Judicial Review; expanded certiorari jurisdiction. Respondents raised the impropriety of the remedies of certiorari and prohibition. They argued that public respondent (the Congress) was not exercising any judicial, quasi-judicial or ministerial function in taking cognizance of the two impeachment complaints as it was exercising a political act that is discretionary in nature, and that its function is inquisitorial that is akin to a preliminary investigation. The case of Francisco v. House of Representatives characterizes the power of judicial review as a duty which, as the expanded certiorari jurisdiction of the Supreme Court reflects, includes the power to “determine whether or not there has been a grave abuse of discretion amounting to lack or excess of jurisdiction on the part of any branch or instrumentality of the Government.” The SC found it well-within its power to determine whether Congress committed a violation of the Constitution or gravely abused its discretion in the exercise of its functions and prerogatives that could translate as lack or excess of jurisdiction, which would require corrective measures from the Court. Ma. Merceditas N. Gutierrez v. The House of Representatives Committee on Justice, et al. G.R. No. 193459, February 15, 2011.
Judicial Review; ripeness. An aspect of the “case-or-controversy” requirement is the requisite of ripeness. The question of ripeness is especially relevant in light of the direct, adverse effect on an individual by the challenged conduct. In the present petition, the SC found no doubt that questions on, inter alia, the validity of the simultaneous referral of the two complaints and on the need to publish as a mode of promulgating the Rules of Procedure in Impeachment Proceedings of the House (Impeachment Rules) present constitutional vagaries which call for immediate interpretation. The unusual act of simultaneously referring to public respondent two impeachment complaints presents a novel situation to invoke judicial power. Petitioner was, therefore, found not to have acted prematurely when she took the cue from the constitutional limitation that only one impeachment proceeding should be initiated against an impeachable officer within a period of one year. Ma. Merceditas N. Gutierrez v. The House of Representatives Committee on Justice, et al. G.R. No. 193459, February 15, 2011.

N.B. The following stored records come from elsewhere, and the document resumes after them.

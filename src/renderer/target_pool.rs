//! Render target pool
//!
//! Owns the ladder of offscreen color targets the bloom pipeline ping-pongs
//! through, all sized to the output and sharing one format and one sampler.
//! Targets are recreated together on resize; [`TargetPool::ensure_size`]
//! reports whether that happened so passes know to rebuild their bind
//! groups.

use crate::renderer::OFFSCREEN_FORMAT;

struct Target {
    _texture: wgpu::Texture,
    view: wgpu::TextureView,
}

/// Fixed-slot pool of same-sized offscreen render targets.
pub struct TargetPool {
    targets: Vec<Target>,
    sampler: wgpu::Sampler,
    width: u32,
    height: u32,
}

impl TargetPool {
    /// Creates an empty pool; the first [`TargetPool::ensure_size`]
    /// allocates the target slots.
    #[must_use]
    pub fn new(device: &wgpu::Device) -> Self {
        let sampler = device.create_sampler(&wgpu::SamplerDescriptor {
            label: Some("Target Pool Sampler"),
            address_mode_u: wgpu::AddressMode::ClampToEdge,
            address_mode_v: wgpu::AddressMode::ClampToEdge,
            address_mode_w: wgpu::AddressMode::ClampToEdge,
            mag_filter: wgpu::FilterMode::Linear,
            min_filter: wgpu::FilterMode::Linear,
            mipmap_filter: wgpu::MipmapFilterMode::Nearest,
            ..Default::default()
        });
        Self {
            targets: Vec::new(),
            sampler,
            width: 0,
            height: 0,
        }
    }

    /// Ensures `count` targets exist at `width` × `height`. Returns `true`
    /// when targets were (re)created, which invalidates bind groups built
    /// over previous views.
    pub fn ensure_size(
        &mut self,
        device: &wgpu::Device,
        width: u32,
        height: u32,
        count: usize,
    ) -> bool {
        let width = width.max(1);
        let height = height.max(1);
        if self.width == width && self.height == height && self.targets.len() == count {
            return false;
        }

        log::debug!("target pool: {count} targets at {width}x{height}");
        self.targets = (0..count)
            .map(|i| {
                let texture = device.create_texture(&wgpu::TextureDescriptor {
                    label: Some(&format!("Offscreen Target {i}")),
                    size: wgpu::Extent3d {
                        width,
                        height,
                        depth_or_array_layers: 1,
                    },
                    mip_level_count: 1,
                    sample_count: 1,
                    dimension: wgpu::TextureDimension::D2,
                    format: OFFSCREEN_FORMAT,
                    usage: wgpu::TextureUsages::RENDER_ATTACHMENT
                        | wgpu::TextureUsages::TEXTURE_BINDING,
                    view_formats: &[],
                });
                let view = texture.create_view(&wgpu::TextureViewDescriptor::default());
                Target {
                    _texture: texture,
                    view,
                }
            })
            .collect();
        self.width = width;
        self.height = height;
        true
    }

    /// View for a slot. Panics on an out-of-range slot; slot indices are
    /// compile-time constants in the render graph.
    #[must_use]
    pub fn view(&self, slot: usize) -> &wgpu::TextureView {
        &self.targets[slot].view
    }

    /// The shared clamp-to-edge linear sampler.
    #[must_use]
    pub fn sampler(&self) -> &wgpu::Sampler {
        &self.sampler
    }

    /// Current target size in pixels.
    #[must_use]
    pub fn size(&self) -> (u32, u32) {
        (self.width, self.height)
    }
}
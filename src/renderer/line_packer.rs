//! Line packer
//!
//! Turns a [`Scene`] into the flat triangle-strip vertex stream the line
//! shader consumes. Each segment becomes four vertices carrying a corner
//! selector plus both endpoints; the vertex shader expands them into a
//! screen-aligned quad with half-width overhang at both ends for the
//! anti-aliased cap.
//!
//! Shapes within one strip are stitched with degenerate triangles: every
//! shape is bracketed by a lead-in vertex (duplicating its first corner)
//! and a lead-out vertex (duplicating its last), collapsing the bridge
//! between consecutive shapes to zero area.
//!
//! Packing walks sprites in lexicographic name order, so the output is
//! deterministic for a given scene regardless of insertion order.

use crate::renderer::dynamic_buffer::DynamicVertexBuffer;
use crate::renderer::shader::{AttributeDesc, VertexSchema};
use crate::scene::scene::Scene;
use crate::scene::sprite::{Shape, Sprite};

/// Scalars per packed vertex: selector(1) + segment(4) + transform(4) +
/// delta transform(4) + color(4).
pub const VERTEX_SCALARS: usize = 17;

/// Corner selectors, two per segment end. The shader decodes
/// `selector >= 2` as the far end and `selector % 2` as the strip side.
const SELECTORS: [f32; 4] = [0.0, 1.0, 2.0, 3.0];

/// The line vertex stream schema, in shader-location order.
pub fn line_vertex_schema() -> crate::errors::Result<VertexSchema> {
    VertexSchema::new(&[
        AttributeDesc { name: "selector", components: 1 },
        AttributeDesc { name: "segment", components: 4 },
        AttributeDesc { name: "transform", components: 4 },
        AttributeDesc { name: "delta_transform", components: 4 },
        AttributeDesc { name: "color", components: 4 },
    ])
}

/// Strip vertices one shape contributes (lead-in + 4 per segment +
/// lead-out).
#[must_use]
pub fn shape_vertex_count(shape: &Shape) -> usize {
    shape.vertex_count()
}

/// Exact scalar count [`pack_scene`] will write for `scene`. Computed
/// before packing so the staging buffer grows once, outside the hot loop.
#[must_use]
pub fn scene_scalar_count(scene: &Scene) -> usize {
    scene.vertex_count() * VERTEX_SCALARS
}

/// Packs every visible sprite into `out` and returns the vertex count.
///
/// `out` must already have capacity for [`scene_scalar_count`] scalars.
pub fn pack_scene(scene: &Scene, out: &mut DynamicVertexBuffer) -> u32 {
    let mut vertices = 0u32;
    for (_, sprite) in scene.visible_in_order() {
        vertices += pack_sprite(sprite, out);
    }
    vertices
}

fn pack_sprite(sprite: &Sprite, out: &mut DynamicVertexBuffer) -> u32 {
    let transform = [
        sprite.position.x,
        sprite.position.y,
        sprite.scale,
        sprite.rotation,
    ];
    let delta = [
        sprite.delta_position.x,
        sprite.delta_position.y,
        sprite.delta_scale,
        sprite.delta_rotation,
    ];

    let mut vertices = 0u32;
    for shape in &sprite.shapes {
        vertices += pack_shape(shape, &transform, &delta, &sprite.color, out);
    }
    vertices
}

fn pack_shape(
    shape: &Shape,
    transform: &[f32; 4],
    delta: &[f32; 4],
    color: &[f32; 4],
    out: &mut DynamicVertexBuffer,
) -> u32 {
    if shape.points.is_empty() {
        return 0;
    }

    let mut emit = |selector: f32, segment: [f32; 4]| {
        out.push(&[selector]);
        out.push(&segment);
        out.push(transform);
        out.push(delta);
        out.push(color);
    };

    // A lone point packs as a zero-length segment; the shader's degenerate
    // fallback renders it as an axis-aligned square cap.
    let segment_at = |i: usize| -> [f32; 4] {
        if shape.points.len() == 1 {
            let p = shape.points[0];
            [p.x, p.y, p.x, p.y]
        } else {
            let a = shape.points[i];
            let b = shape.points[i + 1];
            [a.x, a.y, b.x, b.y]
        }
    };
    let segments = shape.segment_count();

    // Lead-in: duplicate the first corner of the first segment.
    emit(SELECTORS[0], segment_at(0));
    for i in 0..segments {
        let segment = segment_at(i);
        for selector in SELECTORS {
            emit(selector, segment);
        }
    }
    // Lead-out: duplicate the last corner of the last segment.
    emit(SELECTORS[3], segment_at(segments - 1));

    (4 * segments + 2) as u32
}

Legal Standing; requirements. When suing as a citizen, the interest of the petitioner assailing the constitutionality of a statute must be direct and personal. He must be able to show, not only that the law or any government act is invalid, but also that he sustained or is in imminent danger of sustaining some direct injury as a result of its enforcement, and not merely that he suffers thereby in some indefinite way. In fine, when the proceeding involves the assertion of a public right, the mere fact that he is a citizen satisfies the requirement of personal interest. In this case, as citizens, petitioners’ interest in the subject matter of the petition is direct and personal. At the very least, their assertions questioning the Non-Surrender Agreement between the Philippines and the US are made of a public right, i.e., to ascertain that the Agreement did not go against established national policies, practices, and obligations bearing on the State’s obligation to the community of nations. Bayan Muna, as represented by Rep. Satur Ocampo, et al. v. Alberto Romulo, in his capacity as Executive Secretary, et al. G.R. No. 159618, February 1, 2011.
Stare Decisis; nature. The principle of stare decisis enjoins adherence by lower courts to doctrinal rules established by the Supreme Court in its final decisions. It is based on the principle that once a question of law has been examined and decided, it should be deemed settled and closed to further argument. Basically, it is a bar to any attempt to relitigate the same issues, necessary for two simple reasons: economy and stability. In our jurisdiction, the principle is entrenched in Article 8 of the Civil Code. The previous case of Lubrica and the present case involve two different issues. The relief prayed for in the previous case of Lubrica is that the amount for deposit in favor of the landowner be determined on the basis of the time of payment and not of the time of taking. But in the present case, the prayer of the LBP is for the deposit of the valuation of the Land Bank of the Philippines and Department of Agrarian Reform and not that of the Provincial Agrarian Reform Adjudicator. The principle of stare decisis, therefore, does not apply. Land Bank of the Philippines v. Hon. Ernesto P. Pagayatan, Presiding Judge of RTC, Branch 46, San Jose, Occidental Mindoro; and Josefina S. Lubrica, in her capacity as Assignee of Federico Suntay, et al., G.R. No. 177190, February 23, 2011.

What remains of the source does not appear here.